Les citoyens d’Amsterdam, la plus grande ville des Pays-Bas, étaient appelés aux urnes aujourd’hui pour renouveler leurs autorités communales. Les travaillistes ont perdu un quart de leurs voix, si bien que la coalition entre travaillistes et verts au pouvoir depuis quatre ans ne dispose plus de la majorité. Des négociations devraient donc être engagées avec un troisième parti pour la législature à venir. Comme dans le reste des Pays-Bas, les Démocrates 66 (sociaux-libéraux) sont les grands vainqueurs de ce scrutin.

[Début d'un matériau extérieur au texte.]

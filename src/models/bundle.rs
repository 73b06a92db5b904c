use chrono::{DateTime, Utc};
use serde::{Deserialize, Serialize};

use crate::models::EntityId;

/// A named, ordered selection of links that can be shared as one code
#[derive(Debug, Clone, PartialEq, Serialize, Deserialize)]
#[serde(rename_all = "camelCase")]
pub struct Bundle {
    pub id: EntityId,
    pub name: String,
    #[serde(default)]
    pub description: String,
    #[serde(default)]
    pub link_ids: Vec<EntityId>,
    pub created_at: DateTime<Utc>,
    pub updated_at: DateTime<Utc>,
    /// Last share code generated for this bundle. Informational only; the
    /// share flow always re-encodes from the current links.
    #[serde(default, skip_serializing_if = "Option::is_none")]
    pub share_code: Option<String>,
}

#[derive(Debug, Clone, Default)]
pub struct NewBundle {
    pub name: String,
    pub description: String,
    pub link_ids: Vec<EntityId>,
}

#[derive(Debug, Clone, Default)]
pub struct BundleUpdate {
    pub name: Option<String>,
    pub description: Option<String>,
    pub link_ids: Option<Vec<EntityId>>,
}

impl Bundle {
    pub fn new(fields: NewBundle) -> Self {
        let now = Utc::now();
        Self {
            id: EntityId::generate(),
            name: fields.name,
            description: fields.description,
            link_ids: dedup_link_ids(fields.link_ids),
            created_at: now,
            updated_at: now,
            share_code: None,
        }
    }

    pub fn apply(&mut self, update: BundleUpdate) {
        if let Some(name) = update.name {
            self.name = name;
        }
        if let Some(description) = update.description {
            self.description = description;
        }
        if let Some(link_ids) = update.link_ids {
            self.link_ids = dedup_link_ids(link_ids);
        }
        self.updated_at = Utc::now();
    }

    /// Append a link unless it is already in the bundle
    pub fn add_link(&mut self, link_id: EntityId) -> bool {
        if self.link_ids.contains(&link_id) {
            return false;
        }
        self.link_ids.push(link_id);
        true
    }

    /// Drop a link reference; returns whether anything was removed
    pub fn remove_link(&mut self, link_id: &EntityId) -> bool {
        let before = self.link_ids.len();
        self.link_ids.retain(|id| id != link_id);
        self.link_ids.len() != before
    }
}

/// Keep the first occurrence of each id, preserving order
fn dedup_link_ids(ids: Vec<EntityId>) -> Vec<EntityId> {
    let mut unique = Vec::with_capacity(ids.len());
    for id in ids {
        if !unique.contains(&id) {
            unique.push(id);
        }
    }
    unique
}
use serde::{Deserialize, Serialize};

use crate::models::{Bundle, Category, EntityId, Link, ScheduledActivity, default_categories};

/// The whole persisted unit: every collection the application owns.
///
/// It is always read and written as one value; there is no per-entity
/// storage.
#[derive(Debug, Clone, PartialEq, Serialize, Deserialize)]
pub struct AppState {
    pub links: Vec<Link>,
    pub categories: Vec<Category>,
    pub bundles: Vec<Bundle>,
    pub activities: Vec<ScheduledActivity>,
}

impl Default for AppState {
    /// Fresh state: no user data, default categories with new ids
    fn default() -> Self {
        Self {
            links: Vec::new(),
            categories: default_categories(),
            bundles: Vec::new(),
            activities: Vec::new(),
        }
    }
}

/// Entity counts, as shown on the data management screen
#[derive(Debug, Clone, Copy, PartialEq, Eq, Default)]
pub struct DataStats {
    pub links: usize,
    pub categories: usize,
    pub bundles: usize,
    pub activities: usize,
}

impl AppState {
    pub fn empty() -> Self {
        Self {
            links: Vec::new(),
            categories: Vec::new(),
            bundles: Vec::new(),
            activities: Vec::new(),
        }
    }

    pub fn stats(&self) -> DataStats {
        DataStats {
            links: self.links.len(),
            categories: self.categories.len(),
            bundles: self.bundles.len(),
            activities: self.activities.len(),
        }
    }

    pub fn link(&self, id: &EntityId) -> Option<&Link> {
        self.links.iter().find(|link| &link.id == id)
    }

    pub fn category(&self, id: &EntityId) -> Option<&Category> {
        self.categories.iter().find(|category| &category.id == id)
    }

    pub fn bundle(&self, id: &EntityId) -> Option<&Bundle> {
        self.bundles.iter().find(|bundle| &bundle.id == id)
    }

    pub fn activity(&self, id: &EntityId) -> Option<&ScheduledActivity> {
        self.activities.iter().find(|activity| &activity.id == id)
    }

    /// Category new and orphaned links go to: "Other" if present, else the
    /// first category. `excluding` is skipped, for use while it is being
    /// deleted.
    pub fn fallback_category(&self, excluding: Option<&EntityId>) -> Option<&Category> {
        let candidates = || {
            self.categories
                .iter()
                .filter(move |category| Some(&category.id) != excluding)
        };

        candidates()
            .find(|category| category.is_fallback())
            .or_else(|| candidates().next())
    }

    pub fn category_by_name(&self, name: &str) -> Option<&Category> {
        let name = name.trim().to_lowercase();
        self.categories
            .iter()
            .find(|category| category.name.to_lowercase() == name)
    }
}
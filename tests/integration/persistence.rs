//! State survives a restart and a damaged state file never blocks startup

use super::common::{TempStore, add_link, bundle_of, storage_in};
use linkbundle::StateStore;
use linkbundle::models::{DEFAULT_CATEGORIES, NewActivity, StorageManager};
use std::fs;

#[test]
fn first_open_seeds_and_saves_defaults() {
    let temp = TempStore::new();
    let state_file = temp.store.storage().unwrap().state_file().to_path_buf();

    assert!(state_file.exists());
    assert_eq!(temp.store.stats().categories, DEFAULT_CATEGORIES.len());
    assert_eq!(temp.store.stats().links, 0);
}

#[test]
fn every_mutation_is_visible_after_reopen() {
    let mut temp = TempStore::new();
    let uniswap = add_link(&mut temp.store, "Uniswap", "https://uniswap.org", "Ethereum");
    let aave = add_link(&mut temp.store, "Aave", "https://aave.com", "Ethereum");
    bundle_of(&mut temp.store, "DeFi", &[&uniswap, &aave]);
    let date = chrono::NaiveDate::from_ymd_opt(2025, 9, 1).unwrap();
    temp.store.add_activity(NewActivity::new("Rebalance", date));
    temp.store.delete_link(&aave.id);

    let reopened = temp.reopen();
    assert_eq!(reopened.state(), temp.store.state());
    assert_eq!(reopened.state().bundles[0].link_ids, vec![uniswap.id]);
}

#[test]
fn corrupt_state_file_starts_fresh_and_keeps_a_copy() {
    let dir = tempfile::tempdir().unwrap();
    let storage = storage_in(&dir);
    fs::write(storage.state_file(), "{\"links\": [ not json").unwrap();

    let store = StateStore::open(storage);
    assert_eq!(store.stats().links, 0);
    assert_eq!(store.stats().categories, DEFAULT_CATEGORIES.len());

    let quarantined: Vec<_> = fs::read_dir(dir.path())
        .unwrap()
        .filter_map(|entry| entry.ok())
        .filter(|entry| entry.file_name().to_string_lossy().contains(".corrupt-"))
        .collect();
    assert_eq!(quarantined.len(), 1);
    assert_eq!(
        fs::read_to_string(quarantined[0].path()).unwrap(),
        "{\"links\": [ not json"
    );
}

#[test]
fn save_failure_keeps_in_memory_state() {
    let dir = tempfile::tempdir().unwrap();
    let storage = StorageManager::with_dir(dir.path().join("data")).unwrap();
    let mut store = StateStore::open(storage);

    // Replace the data directory with a plain file so later saves fail
    fs::remove_dir_all(dir.path().join("data")).unwrap();
    fs::write(dir.path().join("data"), "").unwrap();

    let link = add_link(&mut store, "Mempool", "https://mempool.space", "Bitcoin");
    assert_eq!(store.state().link(&link.id).map(|l| l.title.as_str()), Some("Mempool"));
}

#[test]
fn backup_copies_the_current_slot() {
    let mut temp = TempStore::new();
    add_link(&mut temp.store, "Jupiter", "https://jup.ag", "Solana");

    let backup = temp.store.storage().unwrap().backup().unwrap();
    assert!(backup.starts_with(temp.dir.path().join("backups")));
    assert_eq!(
        fs::read_to_string(&backup).unwrap(),
        fs::read_to_string(temp.store.storage().unwrap().state_file()).unwrap()
    );
}

#[test]
fn non_utf8_state_file_is_copied_before_reseeding() {
    let dir = tempfile::tempdir().unwrap();
    let storage = storage_in(&dir);
    let original: &[u8] = b"{\"links\":[{\"title\":\"caf\xE9\"}]}";
    fs::write(storage.state_file(), original).unwrap();

    let store = StateStore::open(storage);
    assert!(!store.is_read_only());
    assert_eq!(store.stats().categories, DEFAULT_CATEGORIES.len());

    let kept: Vec<_> = fs::read_dir(dir.path())
        .unwrap()
        .filter_map(|entry| entry.ok())
        .filter(|entry| entry.file_name().to_string_lossy().contains(".corrupt-"))
        .collect();
    assert_eq!(kept.len(), 1);
    assert_eq!(fs::read(kept[0].path()).unwrap(), original);
}

#[test]
fn unreadable_slot_is_never_overwritten() {
    let dir = tempfile::tempdir().unwrap();
    let storage = storage_in(&dir);
    let slot = storage.state_file().to_path_buf();
    fs::create_dir(&slot).unwrap();

    let mut store = StateStore::open(storage);
    assert!(store.is_read_only());
    add_link(&mut store, "Mempool", "https://mempool.space", "Bitcoin");

    assert_eq!(store.stats().links, 1);
    assert!(slot.is_dir());
    assert!(!dir.path().join("bundle-app-state.json.tmp").exists());
}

Résultats détaillés des élections communales de 2010 à Amsterdam:

  • Parti travailliste (PvdA, social-démocrate), 29.3% des voix (-10.1%), 15 sièges (-5).
  • Parti populaire libéral et démocrate (VVD, libéral), 16.9% des voix (+0.7%), 8 sièges (-).
  • Gauche verte (GL, écologiste), 15.1% des voix (+1.4%), 7 sièges (-).
  • Démocrates 66 (D66, social-libéral), 14.8% des voix (+10.7%), 7 sièges (+5).
  • Parti socialiste (SP, communiste), 7.2% des voix (-6.4%), 3 sièges (-3).
  • RED Amsterdam, 3.7% des voix (+3.7%), 1 siège (+1).
  • Appel démocrate-chrétien (CDA, démocrate-chrétien), 3.3% des voix (-0.9%), 2 sièges (-).
  • Parti des animaux (PvdD, droit des animaux) , 2.3% des voix (+2.3%), 1 siège (+1).
  • Fierté des Pays-Bas (droite populiste), 2.3% des voix (+2.3%), 1 siège (+1).
  • Union chrétienne (CU, démocratie-chrétienne), 1.3% des voix (-0.2%), 0 siège (-).
  • Amsterdam vivable (droite populiste), 1.0% des voix (-0.3%), 0 siège (-).
  • Les Verts (écologistes), 0.7% des voix (-1.3%), 0 siège (-).

Historique de la répartition des sièges au parlement d’Amsterdam (1962-2010):

Le graphique ci-dessous montre la répartition des sièges au parlement de la ville d’Amsterdam entre 1962 et 2010.

Le graphique, bien que peu détaillé, permet de faire un certain nombre de constats:

  • Le Parti travailliste a toujours été la force politique dominante, bien qu’il n’a jamais détenu la majorité absolue.
  • Les différents courants écologistes (GL et prédécesseurs; divers verts/libertaires) représentent, en comparaison européenne, une part très importante de l’électorat d’Amsterdam.
  • La démocratie-chrétienne (CDA et prédécesseurs), jadis la deuxième force de la ville, a connu une chute presque constante depuis 1962, au point de devenir presque insignifiante.
  • La droite populiste n’a jusqu’à maintenant jamais réussi à vraiment percer à Amsterdam, contrairement à Rotterdam. Le PVV de Geert Wilders n’a toutefois pas présenté de liste en 2010.